Category: - Distributed Information System (DIS)

DITP and The black triangle

7/11/2009

A hacker news submission references the "The black triangle" blog note. I can only backup the author since I have experienced this many time.

For short, with some programs the visible part of it is merely just a black triangle while the invisible part may be complex or required a lot of efforts to achieve. The black triangle is then generally just a simple visual example to prove that the underlying system works.

That is the state of progress of DITP. I'm working to get the black triangle to become visible. In doing so I'm also writing the protocol specification so that the protocol may be reviewed and implemented by third parties in other languages or libraries.

The black triangle is like the first fruits of a fruiterer tree that may, sometime, took a long time to grow up to the point to be able to produce fruits.

Object deserialization handling

2/7/2009

In the last month I rewrote the IDR prototype from scratch and translated the IDR specification document in English. During this process I made a few enhancements in the IDR encoding. I removed an ambiguity with exceptions decoding in some very unlikely situations. The other change was to integrate the update of IEEE 754 specification in 2008 that now defines four types of floating point values, 2 Bytes, 4 Bytes, 8 Bytes and 16 Bytes. It may take some time until these types reach your desk, but IDR should better stick to the standards. So these will be the floating point encodings supported by IDR.

Beside these, there was a much bigger problem left in the API of object deserialization. The problem is to determine what to do when the decoder doesn't recognize the class type of a serialized object. The solution I came up is very satisfying since it matches all the requirements I had. It remains to check its usage convenience with real examples.

The problem

Object deserialization is a process in which the decoder reconstruct the serialized object aggregate. To do so it has to reconstruct each object of the aggregate and restore their pointers to each other. Objects are reconstructed by using object factories, a classic in design pattern. An object factory is an object that "knows" how to reconstruct some types of objects.

The decoder has thus a collection of factories to which it delegates the reconstruction of the different types of objects found in the serialized aggregate. But what happens if the decoder can't find an appropriate factory for some type of serialized object ? In some use case this should be considered as an error, but in others it might be an acceptable and even desirable situation.

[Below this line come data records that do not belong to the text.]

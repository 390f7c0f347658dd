//! Plain-text reports for both tools.

use crate::adapters::resources::host_summary;
use crate::domain::model::{AssetKind, CheckResult, OptimizationSummary};
use crate::utils::error::Result;
use chrono::{DateTime, Local};
use serde_json::Value;
use std::collections::BTreeMap;
use std::fs;
use std::io::{BufRead, BufReader};
use std::path::{Path, PathBuf};
use walkdir::WalkDir;

const RULE: &str = "==================================================";

fn report_path(dir: &Path, prefix: &str, at: DateTime<Local>) -> PathBuf {
    dir.join(format!("{}_report_{}.txt", prefix, at.format("%Y%m%d_%H%M%S")))
}

fn write_report(path: &Path, contents: &str) -> Result<()> {
    if let Some(parent) = path.parent() {
        fs::create_dir_all(parent)?;
    }
    fs::write(path, contents)?;
    tracing::info!(report = %path.display(), "Report written to {}", path.display());
    Ok(())
}

pub fn render_monitor_report(
    url: &str,
    results: &[CheckResult],
    host: &[String],
    at: DateTime<Local>,
) -> String {
    let mut out = format!(
        "Website Monitor Report\n{}\nGenerated: {}\nURL: {}\n\nChecks\n",
        RULE,
        at.format("%Y-%m-%d %H:%M:%S"),
        url
    );
    for result in results {
        out.push_str(&format!("  {}\n", result.summary_line()));
    }
    out.push_str("\nSystem\n");
    for line in host {
        out.push_str(&format!("  {}\n", line));
    }
    out
}

pub fn write_monitor_report(
    report_dir: &Path,
    url: &str,
    results: &[CheckResult],
) -> Result<PathBuf> {
    let at = Local::now();
    let path = report_path(report_dir, "monitor", at);
    write_report(&path, &render_monitor_report(url, results, &host_summary(), at))?;
    Ok(path)
}

/// Sum of `bytes_saved` over the JSON records in a log file.
///
/// Lines that are not JSON, or carry no such field, count as zero. A missing
/// or unreadable file is a total of zero.
pub fn total_saved_from_log(log_file: &Path) -> u64 {
    let Ok(file) = fs::File::open(log_file) else {
        tracing::debug!("No optimization log at {}", log_file.display());
        return 0;
    };
    BufReader::new(file)
        .lines()
        .map_while(|line| line.ok())
        .filter_map(|line| serde_json::from_str::<Value>(&line).ok())
        .filter_map(|record| record.pointer("/fields/bytes_saved").and_then(Value::as_u64))
        .sum()
}

/// File count and total size per kind for everything under `root`.
pub fn tree_inventory(root: &Path) -> BTreeMap<String, (usize, u64)> {
    let mut inventory = BTreeMap::new();
    for entry in WalkDir::new(root).into_iter().filter_map(|e| e.ok()) {
        if !entry.file_type().is_file() {
            continue;
        }
        let Some(kind) = AssetKind::from_path(entry.path()) else {
            continue;
        };
        let size = entry.metadata().map(|m| m.len()).unwrap_or(0);
        let slot = inventory.entry(kind.to_string()).or_insert((0, 0));
        slot.0 += 1;
        slot.1 += size;
    }
    inventory
}

pub fn render_optimization_report(
    root: &Path,
    inventory: &BTreeMap<String, (usize, u64)>,
    summary: Option<&OptimizationSummary>,
    logged_savings: u64,
    at: DateTime<Local>,
) -> String {
    let mut out = format!(
        "Asset Optimization Report\n{}\nGenerated: {}\nAsset directory: {}\n\nFiles\n",
        RULE,
        at.format("%Y-%m-%d %H:%M:%S"),
        root.display()
    );
    let mut total_size = 0;
    for (kind, (count, size)) in inventory {
        out.push_str(&format!("  {}: {} files, {} bytes\n", kind, count, size));
        total_size += size;
    }
    out.push_str(&format!("  Total size: {} bytes\n", total_size));

    if let Some(summary) = summary {
        out.push_str(&format!(
            "\nThis run\n  Processed: {} images, {} stylesheets, {} scripts\n  Optimized: {}, failed: {}, gzipped: {}\n  Saved: {} bytes\n",
            summary.images,
            summary.stylesheets,
            summary.scripts,
            summary.optimized,
            summary.failed,
            summary.gzipped,
            summary.bytes_saved()
        ));
    }

    out.push_str(&format!(
        "\nTotal saved (all logged runs): {} bytes\n",
        logged_savings
    ));
    out
}

pub fn write_optimization_report(
    report_dir: &Path,
    root: &Path,
    log_file: &Path,
    summary: Option<&OptimizationSummary>,
) -> Result<PathBuf> {
    let at = Local::now();
    let path = report_path(report_dir, "optimization", at);
    let contents = render_optimization_report(
        root,
        &tree_inventory(root),
        summary,
        total_saved_from_log(log_file),
        at,
    );
    write_report(&path, &contents)?;
    Ok(path)
}
use crate::utils::error::{Result, SiteOpsError};
use url::Url;

pub trait Validate {
    fn validate(&self) -> Result<()>;
}

pub fn validate_url(field_name: &str, url_str: &str) -> Result<()> {
    if url_str.is_empty() {
        return Err(SiteOpsError::InvalidConfigValueError {
            field: field_name.to_string(),
            value: url_str.to_string(),
            reason: "URL cannot be empty".to_string(),
        });
    }

    match Url::parse(url_str) {
        Ok(url) => match url.scheme() {
            "http" | "https" if url.host_str().is_some() => Ok(()),
            "http" | "https" => Err(SiteOpsError::InvalidConfigValueError {
                field: field_name.to_string(),
                value: url_str.to_string(),
                reason: "URL has no host".to_string(),
            }),
            scheme => Err(SiteOpsError::InvalidConfigValueError {
                field: field_name.to_string(),
                value: url_str.to_string(),
                reason: format!("Unsupported URL scheme: {}", scheme),
            }),
        },
        Err(e) => Err(SiteOpsError::InvalidConfigValueError {
            field: field_name.to_string(),
            value: url_str.to_string(),
            reason: format!("Invalid URL format: {}", e),
        }),
    }
}

pub fn validate_path(field_name: &str, path: &str) -> Result<()> {
    if path.is_empty() {
        return Err(SiteOpsError::InvalidConfigValueError {
            field: field_name.to_string(),
            value: path.to_string(),
            reason: "Path cannot be empty".to_string(),
        });
    }

    if path.contains('\0') {
        return Err(SiteOpsError::InvalidConfigValueError {
            field: field_name.to_string(),
            value: path.to_string(),
            reason: "Path contains null bytes".to_string(),
        });
    }

    Ok(())
}

pub fn validate_positive_number(field_name: &str, value: u64, min_value: u64) -> Result<()> {
    if value < min_value {
        return Err(SiteOpsError::InvalidConfigValueError {
            field: field_name.to_string(),
            value: value.to_string(),
            reason: format!("Value must be at least {}", min_value),
        });
    }
    Ok(())
}

pub fn validate_range<T: PartialOrd + std::fmt::Display + Copy>(
    field_name: &str,
    value: T,
    min: T,
    max: T,
) -> Result<()> {
    if value < min || value > max {
        return Err(SiteOpsError::InvalidConfigValueError {
            field: field_name.to_string(),
            value: value.to_string(),
            reason: format!("Value must be between {} and {}", min, max),
        });
    }
    Ok(())
}

/// Tier cutoffs must increase, otherwise the middle tier can never match.
pub fn validate_ascending<T: PartialOrd + std::fmt::Display + Copy>(
    field_name: &str,
    lower: T,
    upper: T,
) -> Result<()> {
    if lower >= upper {
        return Err(SiteOpsError::InvalidConfigValueError {
            field: field_name.to_string(),
            value: format!("{} / {}", lower, upper),
            reason: format!("{} must be below {}", lower, upper),
        });
    }
    Ok(())
}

Consider for instance exceptions. In IDR an exception is an object and handled as such. There is no point, and even impossible, for a decoder to have a factory for all possible exceptions in the world. It is enough for the decoder to have a factory for the common exception base classes and, of course, the one it has to deal with. It should then be enough to reconstruct the object as an instance of the parent class it has a factory for, a process called object slicing.

The worst case is when the decoder may not even slice the object because none of the parent class is "known" by the decoder. In this case the best the decoder can do is to ignore the object and set all references to it to NULL. We'll call this process object pruning. As for slicing, it may be considered as an acceptable and even desirable behavior with some use cases (i.e optional properties), and an error in others since the lobotomized data structured may end up too crippled or even invalid.

The problem is thus to define the appropriate behaviour of the decoder when a slicing or pruning occurs. In some case it is an error, in others not, and in some case it depends on what part of the aggregate the slicing or pruning took place.

The solution

The decision whether it is an error or not is obviously context specific and have thus to be put in the hands of the user. So the problem boiled down to determine how the user would able to select the appropriate behavior.

The solution I came up was to provide three object deserialization methods.

1. A strict object decoder that would throw an exception and abort object decoding as soon as a missing object factory is detected. With this you get an exact reconstruction or a failure.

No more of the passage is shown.